Meski Jurusita Belum Upaya Paksa Eksekusi, Dr. Erry Tetap Komisaris PT. Fatma

SURABAYA - Pelaksaan eksekusi perkara nomer. 24/Eks/2021/PN.Sda perkara.68/pdt.G/2019/Pn.Sda jo nomer 140/PDT/PDT/2020/PT.Sby jo. nomer 3742 K/Pdt/2020, oleh Jurusita Pengadilan Negeri (PN) Sidoarjo dengan Pemohon eksekusi Dr. Erry Dewanto melawan para termohon eksekusi RS. PT. Fatma, dkk, batal terlaksana dikarenakan tidak ada upaya paksa dari Jurusita.

Dalam pembacaan putusan itu berbunyi, "menghukum para tergugat untuk menyerahkan laporan keuangan tergugat I (PT. Fatma) sejak 2010 sampai 2018 yang dibuat oleh akuntan publik eksternal dan atau Independen kepada Penggugat (Dr.Erry Dewanto).

Seusai pembacaan eksekusi, Kuasa Hukum dari termohon, Ardean Ardana, meminta kepada pihak jurusita untuk menunda upaya eksekusi, menurutnya laporan keuangan PT. Fatma sifatnya rahasia. Atas permohonan penundaan eksekusi dari pihak termohon. Kepala Panetera PN Sidoarjo, Suharis, mengatakan Pelaksaan eksekusi itu tanggung jawabnya adalah ketua pengadilan, "itu kewenangan ketua. Ucapnya.

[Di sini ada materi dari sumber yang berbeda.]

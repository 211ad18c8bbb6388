use serde::{Deserialize, Serialize};
use utoipa::ToSchema;
use validator::Validate;

#[derive(Debug, Clone, Deserialize, Serialize, Validate, ToSchema)]
pub struct CreateEventRequestResource {
    #[validate(length(min = 1, max = 200))]
    pub name: String,

    #[schema(example = "TECHNICAL")]
    pub event_type: String,

    #[validate(length(max = 2000))]
    pub description: Option<String>,

    #[validate(range(min = 1))]
    pub expected_participants: Option<i32>,

    #[schema(example = "2026-11-20T09:00:00Z")]
    pub scheduled_at: Option<String>,

    pub coordinator_id: Option<String>,
}

#[derive(Debug, Clone, Deserialize, Serialize, ToSchema)]
pub struct ListEventsQueryResource {
    pub status: Option<String>,
}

ia menambahkan mengenai pembatalan eksekusi yang belum dilaksanakan, adalah tanggung jawab Ketua. Petunjuk pak ketua pada saat itu, hanya menyarankan kepada pak Sambodo, apa yang terjadi dilapangan untuk dicatat didalam berita acara eksekusi, yang saya dengar seperti itu. Akan tetapi menurut Suharis, tanggung jawab pelaksanaannya itu semuanya ada dipimpinan, disini adalah ketua Pengadilan, Jadi langkah selanjutnya seperti apa.Jelasnya. Rabu (27/10/2021).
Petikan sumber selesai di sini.